Mais ses qualités vocales, si extraordinaires, ne sont pas seulement un don de Dieu. C’est aussi une étude assidue avec une discipline de fer. Beniamino Gigli disait à ses étudiants: “avant d’émettre une note haute, ne pensez pas à l’effort mais pensez à imiter le son d’un violoncelle, rond et velouté pour un ténor; une flûte pour une soprano, pour le baryton et pour la basse la contrebasse. Avant de chanter, vous devez réciter, toujours interpréter ce que vous chantez, ressaisir le caractère de l’œuvre et essayer de transmettre la souffrance, la joie ou la douleur au public, toujours en référence au rôle que vous jouez, toujours à la recherche d’une variété de couleurs dans les sons comme si un peintre peignait un tableau aux multiples couleurs.” Peu de chanteurs ont étudié six ans avant leurs débuts et encore moins ont continué tout au long de leur vie pendant de nombreuses heures chaque jour pour développer et maintenir leur voix. 

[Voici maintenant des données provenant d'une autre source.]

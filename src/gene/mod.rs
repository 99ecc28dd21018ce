//! Gene symbol and canonical transcript resolution
//!
//! What this module provides
//! - The [`GeneSource`] contract implemented by each gene nomenclature service
//! - [`GeneResolutionClient`]: priority-ordered failover HGNC → RefSeq → Ensembl
//!   behind one outer circuit breaker
//! - [`CachedTranscriptResolver`]: symbol normalisation, caching, batch resolution
//!
//! Exports
//! - Models: `GeneService`, `TranscriptType`, `TranscriptInfo`, `TranscriptMetadata`,
//!   `GeneValidationResult`, `ServiceHealth`, `ResolverStats`
//! - Traits: `GeneSource`, `GeneTranscriptResolver`
//! - Decorators: `RateLimitedGeneSource`

mod failover;
mod resolver;

pub use failover::GeneResolutionClient;
pub use resolver::{CachedTranscriptResolver, GeneTranscriptResolver, ResolverStats};

use std::fmt;
use std::sync::Arc;

use async_trait::async_trait;
use chrono::{DateTime, Utc};
use serde::{Deserialize, Serialize};

use crate::context::QueryContext;
use crate::error::Result;
use crate::resilience::RateLimiter;

/// The gene services, in failover priority order.
#[derive(Debug, Clone, Copy, PartialEq, Eq, Hash, Serialize, Deserialize)]
pub enum GeneService {
    #[serde(rename = "HGNC")]
    Hgnc,
    #[serde(rename = "RefSeq")]
    RefSeq,
    #[serde(rename = "Ensembl")]
    Ensembl,
}

impl GeneService {
    pub const PRIORITY: [GeneService; 3] =
        [GeneService::Hgnc, GeneService::RefSeq, GeneService::Ensembl];

    pub fn as_str(&self) -> &'static str {
        match self {
            GeneService::Hgnc => "HGNC",
            GeneService::RefSeq => "RefSeq",
            GeneService::Ensembl => "Ensembl",
        }
    }
}

impl fmt::Display for GeneService {
    fn fmt(&self, f: &mut fmt::Formatter<'_>) -> fmt::Result {
        f.write_str(self.as_str())
    }
}

#[derive(Debug, Clone, Copy, PartialEq, Eq, Default, Serialize, Deserialize)]
#[serde(rename_all = "lowercase")]
pub enum TranscriptType {
    Canonical,
    Alternative,
    #[default]
    Unknown,
}

#[derive(Debug, Clone, PartialEq, Eq, Default, Serialize, Deserialize)]
pub struct TranscriptMetadata {
    pub chromosome_location: String,
    pub genomic_coordinates: String,
    #[serde(default, skip_serializing_if = "Option::is_none")]
    pub protein_id: Option<String>,
    #[serde(default, skip_serializing_if = "Vec::is_empty")]
    pub aliases: Vec<String>,
    #[serde(default, skip_serializing_if = "Option::is_none")]
    pub hgnc_id: Option<String>,
    #[serde(default, skip_serializing_if = "Option::is_none")]
    pub status: Option<String>,
}

/// A resolved transcript. Immutable once returned.
#[derive(Debug, Clone, PartialEq, Eq, Serialize, Deserialize)]
pub struct TranscriptInfo {
    pub refseq_id: String,
    pub gene_symbol: String,
    #[serde(rename = "type")]
    pub transcript_type: TranscriptType,
    pub length: u32,
    pub source: GeneService,
    pub last_updated: DateTime<Utc>,
    #[serde(default)]
    pub metadata: TranscriptMetadata,
}

#[derive(Debug, Clone, PartialEq, Eq, Serialize, Deserialize)]
pub struct GeneValidationResult {
    pub is_valid: bool,
    #[serde(default, skip_serializing_if = "String::is_empty")]
    pub normalized_symbol: String,
    #[serde(default, skip_serializing_if = "Vec::is_empty")]
    pub suggestions: Vec<String>,
    #[serde(default, skip_serializing_if = "Option::is_none")]
    pub deprecated_from: Option<String>,
    #[serde(default, skip_serializing_if = "Vec::is_empty")]
    pub validation_errors: Vec<String>,
    pub source: GeneService,
}

impl GeneValidationResult {
    /// The answer given when no service could validate the symbol.
    pub fn unverified(errors: Vec<String>) -> Self {
        Self {
            is_valid: false,
            normalized_symbol: String::new(),
            suggestions: vec![
                "Check gene symbol spelling".to_string(),
                "Verify gene symbol is approved by HGNC".to_string(),
            ],
            deprecated_from: None,
            validation_errors: errors,
            source: GeneService::Hgnc,
        }
    }
}

#[derive(Debug, Clone, PartialEq, Eq, Serialize, Deserialize)]
pub struct ServiceHealth {
    pub service: GeneService,
    pub healthy: bool,
    pub last_check: DateTime<Utc>,
    #[serde(default, skip_serializing_if = "Option::is_none")]
    pub error: Option<String>,
}

/// One gene nomenclature service.
#[async_trait]
pub trait GeneSource: Send + Sync {
    fn service(&self) -> GeneService;

    async fn get_canonical_transcript(
        &self,
        ctx: &QueryContext,
        symbol: &str,
    ) -> Result<TranscriptInfo>;

    async fn validate_gene_symbol(
        &self,
        ctx: &QueryContext,
        symbol: &str,
    ) -> Result<GeneValidationResult>;
}

#[async_trait]
impl<T> GeneSource for Arc<T>
where
    T: GeneSource + ?Sized,
{
    fn service(&self) -> GeneService {
        (**self).service()
    }

    async fn get_canonical_transcript(
        &self,
        ctx: &QueryContext,
        symbol: &str,
    ) -> Result<TranscriptInfo> {
        (**self).get_canonical_transcript(ctx, symbol).await
    }

    async fn validate_gene_symbol(
        &self,
        ctx: &QueryContext,
        symbol: &str,
    ) -> Result<GeneValidationResult> {
        (**self).validate_gene_symbol(ctx, symbol).await
    }
}

/// Takes a token from a shared [`RateLimiter`] before each call to the wrapped service.
pub struct RateLimitedGeneSource<G> {
    inner: G,
    limiter: Arc<RateLimiter>,
}

impl<G> RateLimitedGeneSource<G> {
    pub fn new(inner: G, limiter: Arc<RateLimiter>) -> Self {
        Self { inner, limiter }
    }
}

#[async_trait]
impl<G: GeneSource> GeneSource for RateLimitedGeneSource<G> {
    fn service(&self) -> GeneService {
        self.inner.service()
    }

    async fn get_canonical_transcript(
        &self,
        ctx: &QueryContext,
        symbol: &str,
    ) -> Result<TranscriptInfo> {
        self.limiter.acquire(ctx).await?;
        self.inner.get_canonical_transcript(ctx, symbol).await
    }

    async fn validate_gene_symbol(
        &self,
        ctx: &QueryContext,
        symbol: &str,
    ) -> Result<GeneValidationResult> {
        self.limiter.acquire(ctx).await?;
        self.inner.validate_gene_symbol(ctx, symbol).await
    }
}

Sa façon de chanter a aussi été critiquée pour l’usage excessif des sanglots, des coups de glotte, des aspirations et de la sentimentalité. les sanglots venant après le “No, paso, son” sont passés à la postérité. Ces effets étaient en fait du goût de l’époque et ont contribué à sa popularité. De plus, ses talents d’acteur étaient médiocres; sur scène il ne jouait pas, il chantait.

Il fut l’artiste le plus apprécié de son temps, le plus applaudi et certainement le plus aimé. Il fut aussi un bienfaiteur: il mettait sa précieuse voix au service d’oeuvres charitables, en faisant bénéficier des millions aux pauvres de tous les pays, chantant dans les écoles, les prisons, les hôpitaux. Il a fait des dons considérables à la Croix-Rouge internationale.

Le prodige de l’émission de Gigli est resté intact jusqu’au jour de sa retraite, à soixante-six ans. Il a toujours su utiliser l’extraordinaire variété de sa gamme de couleurs de manière infaillible. Sa diction a toujours été parfaite et n’a jamais été sacrifiée aux difficultés d’émission.